---------- DATA FOR THIS TASK
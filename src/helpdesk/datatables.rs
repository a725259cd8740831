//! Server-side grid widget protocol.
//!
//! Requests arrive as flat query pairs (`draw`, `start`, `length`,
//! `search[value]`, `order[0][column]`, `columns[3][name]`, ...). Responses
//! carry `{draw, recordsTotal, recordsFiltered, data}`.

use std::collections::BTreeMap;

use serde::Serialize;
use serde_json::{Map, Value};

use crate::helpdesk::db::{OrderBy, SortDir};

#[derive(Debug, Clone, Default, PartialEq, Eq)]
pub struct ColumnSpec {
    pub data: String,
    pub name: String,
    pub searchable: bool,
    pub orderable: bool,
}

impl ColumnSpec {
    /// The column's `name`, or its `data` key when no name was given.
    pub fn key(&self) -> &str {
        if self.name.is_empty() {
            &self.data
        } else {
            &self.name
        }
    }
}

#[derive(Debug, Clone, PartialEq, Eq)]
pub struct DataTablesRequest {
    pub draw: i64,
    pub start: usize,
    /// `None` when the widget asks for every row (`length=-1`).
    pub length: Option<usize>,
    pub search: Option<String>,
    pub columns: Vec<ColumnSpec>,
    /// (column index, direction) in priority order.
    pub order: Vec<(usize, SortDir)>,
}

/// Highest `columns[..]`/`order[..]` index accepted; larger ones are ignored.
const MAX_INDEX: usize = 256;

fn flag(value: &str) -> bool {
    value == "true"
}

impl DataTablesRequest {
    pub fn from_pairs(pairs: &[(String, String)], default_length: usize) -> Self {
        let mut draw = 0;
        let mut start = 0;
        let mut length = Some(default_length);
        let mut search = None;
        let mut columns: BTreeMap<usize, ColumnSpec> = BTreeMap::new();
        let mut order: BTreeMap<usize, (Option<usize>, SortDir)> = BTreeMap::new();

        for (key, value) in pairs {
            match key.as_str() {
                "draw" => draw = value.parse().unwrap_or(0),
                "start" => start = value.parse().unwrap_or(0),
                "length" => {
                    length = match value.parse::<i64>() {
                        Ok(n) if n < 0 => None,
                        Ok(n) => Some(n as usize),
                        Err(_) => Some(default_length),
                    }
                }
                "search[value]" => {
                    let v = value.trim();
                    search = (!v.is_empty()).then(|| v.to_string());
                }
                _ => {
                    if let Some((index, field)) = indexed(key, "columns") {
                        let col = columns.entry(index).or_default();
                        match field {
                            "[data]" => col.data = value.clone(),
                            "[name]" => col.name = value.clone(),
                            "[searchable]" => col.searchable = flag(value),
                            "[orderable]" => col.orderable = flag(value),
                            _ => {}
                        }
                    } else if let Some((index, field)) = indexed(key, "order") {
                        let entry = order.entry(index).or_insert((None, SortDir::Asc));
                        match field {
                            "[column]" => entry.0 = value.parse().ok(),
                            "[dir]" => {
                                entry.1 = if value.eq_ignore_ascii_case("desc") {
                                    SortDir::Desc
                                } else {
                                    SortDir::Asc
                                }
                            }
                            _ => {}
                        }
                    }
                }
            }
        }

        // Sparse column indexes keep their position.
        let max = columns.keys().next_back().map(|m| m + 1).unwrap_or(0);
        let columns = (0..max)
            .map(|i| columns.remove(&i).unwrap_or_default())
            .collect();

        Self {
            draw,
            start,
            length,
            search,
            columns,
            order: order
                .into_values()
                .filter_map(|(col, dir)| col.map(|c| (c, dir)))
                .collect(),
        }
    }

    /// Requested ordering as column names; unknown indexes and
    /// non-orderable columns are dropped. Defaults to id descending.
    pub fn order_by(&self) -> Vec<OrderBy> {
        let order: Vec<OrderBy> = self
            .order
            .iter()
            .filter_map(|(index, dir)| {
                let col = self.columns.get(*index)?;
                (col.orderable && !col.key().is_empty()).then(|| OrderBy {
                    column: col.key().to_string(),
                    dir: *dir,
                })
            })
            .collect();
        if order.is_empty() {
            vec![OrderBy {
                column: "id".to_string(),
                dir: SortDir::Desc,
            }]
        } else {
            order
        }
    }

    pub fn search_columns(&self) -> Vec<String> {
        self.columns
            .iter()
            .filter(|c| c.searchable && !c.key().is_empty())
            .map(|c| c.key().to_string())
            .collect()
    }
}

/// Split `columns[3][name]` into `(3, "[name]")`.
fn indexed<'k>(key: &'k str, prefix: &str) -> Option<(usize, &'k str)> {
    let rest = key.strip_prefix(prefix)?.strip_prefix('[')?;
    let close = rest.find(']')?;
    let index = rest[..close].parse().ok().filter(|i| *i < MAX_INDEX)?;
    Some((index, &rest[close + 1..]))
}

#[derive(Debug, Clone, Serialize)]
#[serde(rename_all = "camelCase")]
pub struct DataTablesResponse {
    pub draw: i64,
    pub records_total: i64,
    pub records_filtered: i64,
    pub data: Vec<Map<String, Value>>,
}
--------------------
(WHAT TO PRODUCE) Each entry shown above should be copied out exactly.

(RESPONSE BELOW)
filename src/helpdesk/datatables.rs
repository a725259cd8740831
//! Server-side grid widget protocol.
//!
//! Requests arrive as flat query pairs (`draw`, `start`, `length`,
//! `search[value]`, `order[0][column]`, `columns[3][name]`, ...). Responses
//! carry `{draw, recordsTotal, recordsFiltered, data}`.

use std::collections::BTreeMap;

use serde::Serialize;
use serde_json::{Map, Value};

use crate::helpdesk::db::{OrderBy, SortDir};

#[derive(Debug, Clone, Default, PartialEq, Eq)]
pub struct ColumnSpec {
    pub data: String,
    pub name: String,
    pub searchable: bool,
    pub orderable: bool,
}

impl ColumnSpec {
    /// The column's `name`, or its `data` key when no name was given.
    pub fn key(&self) -> &str {
        if self.name.is_empty() {
            &self.data
        } else {
            &self.name
        }
    }
}

#[derive(Debug, Clone, PartialEq, Eq)]
pub struct DataTablesRequest {
    pub draw: i64,
    pub start: usize,
    /// `None` when the widget asks for every row (`length=-1`).
    pub length: Option<usize>,
    pub search: Option<String>,
    pub columns: Vec<ColumnSpec>,
    /// (column index, direction) in priority order.
    pub order: Vec<(usize, SortDir)>,
}

/// Highest `columns[..]`/`order[..]` index accepted; larger ones are ignored.
const MAX_INDEX: usize = 256;

fn flag(value: &str) -> bool {
    value == "true"
}

impl DataTablesRequest {
    pub fn from_pairs(pairs: &[(String, String)], default_length: usize) -> Self {
        let mut draw = 0;
        let mut start = 0;
        let mut length = Some(default_length);
        let mut search = None;
        let mut columns: BTreeMap<usize, ColumnSpec> = BTreeMap::new();
        let mut order: BTreeMap<usize, (Option<usize>, SortDir)> = BTreeMap::new();

        for (key, value) in pairs {
            match key.as_str() {
                "draw" => draw = value.parse().unwrap_or(0),
                "start" => start = value.parse().unwrap_or(0),
                "length" => {
                    length = match value.parse::<i64>() {
                        Ok(n) if n < 0 => None,
                        Ok(n) => Some(n as usize),
                        Err(_) => Some(default_length),
                    }
                }
                "search[value]" => {
                    let v = value.trim();
                    search = (!v.is_empty()).then(|| v.to_string());
                }
                _ => {
                    if let Some((index, field)) = indexed(key, "columns") {
                        let col = columns.entry(index).or_default();
                        match field {
                            "[data]" => col.data = value.clone(),
                            "[name]" => col.name = value.clone(),
                            "[searchable]" => col.searchable = flag(value),
                            "[orderable]" => col.orderable = flag(value),
                            _ => {}
                        }
                    } else if let Some((index, field)) = indexed(key, "order") {
                        let entry = order.entry(index).or_insert((None, SortDir::Asc));
                        match field {
                            "[column]" => entry.0 = value.parse().ok(),
                            "[dir]" => {
                                entry.1 = if value.eq_ignore_ascii_case("desc") {
                                    SortDir::Desc
                                } else {
                                    SortDir::Asc
                                }
                            }
                            _ => {}
                        }
                    }
                }
            }
        }

        // Sparse column indexes keep their position.
        let max = columns.keys().next_back().map(|m| m + 1).unwrap_or(0);
        let columns = (0..max)
            .map(|i| columns.remove(&i).unwrap_or_default())
            .collect();

        Self {
            draw,
            start,
            length,
            search,
            columns,
            order: order
                .into_values()
                .filter_map(|(col, dir)| col.map(|c| (c, dir)))
                .collect(),
        }
    }

    /// Requested ordering as column names; unknown indexes and
    /// non-orderable columns are dropped. Defaults to id descending.
    pub fn order_by(&self) -> Vec<OrderBy> {
        let order: Vec<OrderBy> = self
            .order
            .iter()
            .filter_map(|(index, dir)| {
                let col = self.columns.get(*index)?;
                (col.orderable && !col.key().is_empty()).then(|| OrderBy {
                    column: col.key().to_string(),
                    dir: *dir,
                })
            })
            .collect();
        if order.is_empty() {
            vec![OrderBy {
                column: "id".to_string(),
                dir: SortDir::Desc,
            }]
        } else {
            order
        }
    }

    pub fn search_columns(&self) -> Vec<String> {
        self.columns
            .iter()
            .filter(|c| c.searchable && !c.key().is_empty())
            .map(|c| c.key().to_string())
            .collect()
    }
}

/// Split `columns[3][name]` into `(3, "[name]")`.
fn indexed<'k>(key: &'k str, prefix: &str) -> Option<(usize, &'k str)> {
    let rest = key.strip_prefix(prefix)?.strip_prefix('[')?;
    let close = rest.find(']')?;
    let index = rest[..close].parse().ok().filter(|i| *i < MAX_INDEX)?;
    Some((index, &rest[close + 1..]))
}

#[derive(Debug, Clone, Serialize)]
#[serde(rename_all = "camelCase")]
pub struct DataTablesResponse {
    pub draw: i64,
    pub records_total: i64,
    pub records_filtered: i64,
    pub data: Vec<Map<String, Value>>,
}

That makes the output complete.